Most of the time when you run a script, you're concerned with its immediate results. Sometimes, though, the task is complex or needs to execute at a particular time, and there are many ways to achieve that goal.
By the end of this article, you should be able to do the following:
- Format dates and use them as conditions to make your program wait before moving to the next stage.

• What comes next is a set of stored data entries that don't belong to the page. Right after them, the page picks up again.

//! Consistency checking and leak repair.
//!
//! `recover` walks the whole tree from the root and then the free list.
//! Every block below the end of the store must turn up exactly once in one
//! of three places:
//!
//! - reachable from the root
//! - on the free list
//! - staged in `free_on_commit`
//!
//! Anything else leaked, typically because a commit was cut short after the
//! header switch. Strict mode reports the leaked blocks; corrective mode
//! returns them to the free list.

use std::cmp::Ordering;
use std::collections::HashSet;

use tracing::{debug, warn};

use super::codec::TAG_FREE;
use super::tree::BPlusTree;
use crate::common::{BlockId, Error, NodeId, Result};
use crate::storage::BlockStore;

/// Nodes and blocks seen during one traversal.
#[derive(Default)]
struct Visited {
    nodes: HashSet<NodeId>,
    blocks: HashSet<BlockId>,
}

impl<S: BlockStore> BPlusTree<S> {
    /// Verify the whole structure and account for every block.
    ///
    /// With `correct_errors` unset, leaked blocks are reported as
    /// `Error::Unreachable`. With it set they are pushed onto the free list,
    /// the new list head is written to the header, and the reclaimed blocks
    /// are returned.
    ///
    /// # Errors
    /// - `Error::Structural` for a broken tree or free list
    /// - `Error::Unreachable` for leaked blocks in strict mode
    /// - `Error::ReadOnly` for corrective mode on a read-only handle
    pub fn recover(&mut self, correct_errors: bool) -> Result<Vec<BlockId>> {
        if correct_errors {
            self.check_writable()?;
        }

        let mut visited = Visited::default();
        if let Some(root) = self.root {
            self.sanity_check(root, &mut visited)?;
        }

        let mut free = HashSet::new();
        let mut block = self.free_head;
        while block.is_valid() {
            if visited.blocks.contains(&block) {
                return Err(Error::structural(format!("{} is both in the tree and free", block)));
            }
            if !free.insert(block) {
                return Err(Error::structural(format!("free list loops at {}", block)));
            }
            block = self.read_free_link(block)?;
        }

        let end = self.store.next_block()?;
        let missing: Vec<BlockId> = (0..end.0)
            .map(BlockId::new)
            .filter(|b| !visited.blocks.contains(b) && !free.contains(b) && !self.free_on_commit.contains(b))
            .collect();
        debug!(
            reachable = visited.blocks.len(),
            free = free.len(),
            missing = missing.len(),
            "checked tree"
        );

        if !missing.is_empty() {
            if !correct_errors {
                return Err(Error::Unreachable { blocks: missing });
            }
            warn!(count = missing.len(), blocks = ?missing, "reclaiming unreachable blocks");
            for &block in missing.iter().rev() {
                self.link_free_block(block)?;
            }
            let mut header = self.read_header()?;
            header.free_head = self.free_head;
            self.store.write_preamble(&header.to_bytes())?;
            self.store.flush()?;
        }

        self.shrink_footprint()?;
        Ok(missing)
    }

    /// Cheap configuration checks, plus a full [`recover`](Self::recover)
    /// in strict mode when `strong` is set.
    pub fn check_integrity(&mut self, strong: bool) -> Result<()> {
        self.config.validate()?;
        if self.layout.block_size() != self.store.block_size() {
            return Err(Error::structural("node layout does not match the store block size"));
        }
        if !strong {
            return Ok(());
        }

        self.recover(false)?;
        let staged: Vec<BlockId> = self
            .free_on_commit
            .iter()
            .chain(self.free_on_abort.iter())
            .copied()
            .collect();
        for block in staged {
            let mut tag = [0u8; 1];
            self.store.read_block(block, &mut tag)?;
            if tag[0] == TAG_FREE {
                return Err(Error::structural(format!(
                    "{} is staged for release but already free",
                    block
                )));
            }
        }
        Ok(())
    }

    /// Check the subtree under `id`, loading all of it. Returns its least key.
    fn sanity_check(&mut self, id: NodeId, visited: &mut Visited) -> Result<Option<Vec<u8>>> {
        let order = self.config.order;
        let node = &self.arena[id];
        let block = node.block;
        if !visited.nodes.insert(id) {
            return Err(Error::structural(format!("node at {} reached twice", block)));
        }
        if block.is_valid() && !visited.blocks.insert(block) {
            return Err(Error::structural(format!("{} is referenced twice", block)));
        }

        if let Some((parent, index)) = node.parent {
            let parent = &self.arena[parent];
            if parent.is_leaf() {
                return Err(Error::structural(format!("parent of {} is a leaf", block)));
            }
            if parent.children().get(index).and_then(|c| c.node) != Some(id) {
                return Err(Error::structural(format!(
                    "{} is not child {} of its parent",
                    block, index
                )));
            }
            let min = if node.is_leaf() {
                (order / 2).saturating_sub(1)
            } else {
                order / 2
            };
            if node.len() < min {
                return Err(Error::structural(format!(
                    "{} holds {} keys, below the minimum of {}",
                    block,
                    node.len(),
                    min
                )));
            }
        }

        for pair in node.keys.windows(2) {
            if self.comparator.compare(&pair[0], &pair[1]) != Ordering::Less {
                return Err(Error::structural(format!("keys out of order in {}", block)));
            }
        }

        if node.is_leaf() {
            return Ok(node.keys.first().cloned());
        }
        if node.children().len() != node.len() + 1 {
            return Err(Error::structural(format!(
                "{} has {} keys but {} children",
                block,
                node.len(),
                node.children().len()
            )));
        }

        let mut least = None;
        for i in 0..self.arena[id].children().len() {
            let child = self.materialize(id, i)?;
            let child_least = self.sanity_check(child, visited)?;
            if i == 0 {
                least = child_least;
                continue;
            }
            let separator = &self.arena[id].keys[i - 1];
            match child_least {
                Some(k) if self.comparator.compare(&k, separator).is_eq() => {}
                Some(_) => {
                    return Err(Error::structural(format!(
                        "separator {} of {} is not the least key of its subtree",
                        i - 1,
                        block
                    )))
                }
                None => {
                    return Err(Error::structural(format!(
                        "child {} of {} is an empty subtree",
                        i, block
                    )))
                }
            }
        }
        Ok(least)
    }
}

- Wait for a file without knowing for how long with
inotify
tools. - Run your program at a specific time based on conditions by using
atq
. - Use
cron
to run a task more than once. - Run many tasks on different machines—some with complex relationships. Apache Airflow is an excellent tool for this type of situation.
You can find the code for this article in my GitHub repository.
Get the date inside a Bash script
Say you want a script to download the COVID-19 Vaccinations by Town and Age Group dataset from the state of Connecticut when the following conditions exist:
- It is during the week (there are no updates to the data made over the weekend).
- It is after 6PM (there are no updates earlier in the day).
GNU /usr/bin/date
supports special format flags with the sign +
. To see the full list, just type:
# /usr/bin/date --help
Back to your script. You can get the current day of the week and hour of the day and perform a few comparisons with a simple script:
#!/bin/bash
# Simple script that shows how to work with dates and times
# Jose Vicente Nunez Zuleta
#
test -x /usr/bin/date || exit 100
function is_week_day {
local -i day_of_week
day_of_week=$(/usr/bin/date +%u)|| exit 100
# 1 = Monday .. 5 = Friday
test "$day_of_week" -ge 1 -a "$day_of_week" -le 5 && return 0 || return 1
}
function too_early {
local -i hour
hour=$(/usr/bin/date +%H)|| exit 100
test "$hour" -gt 18 && return 0|| return 1
}
# No updates during the weekend, so don't bother (not an error)
is_week_day || exit 0
# Don't bother to check before 6:00 PM
too_early || exit 0
report_file="$HOME/covid19-vaccinations-town-age-grp.csv"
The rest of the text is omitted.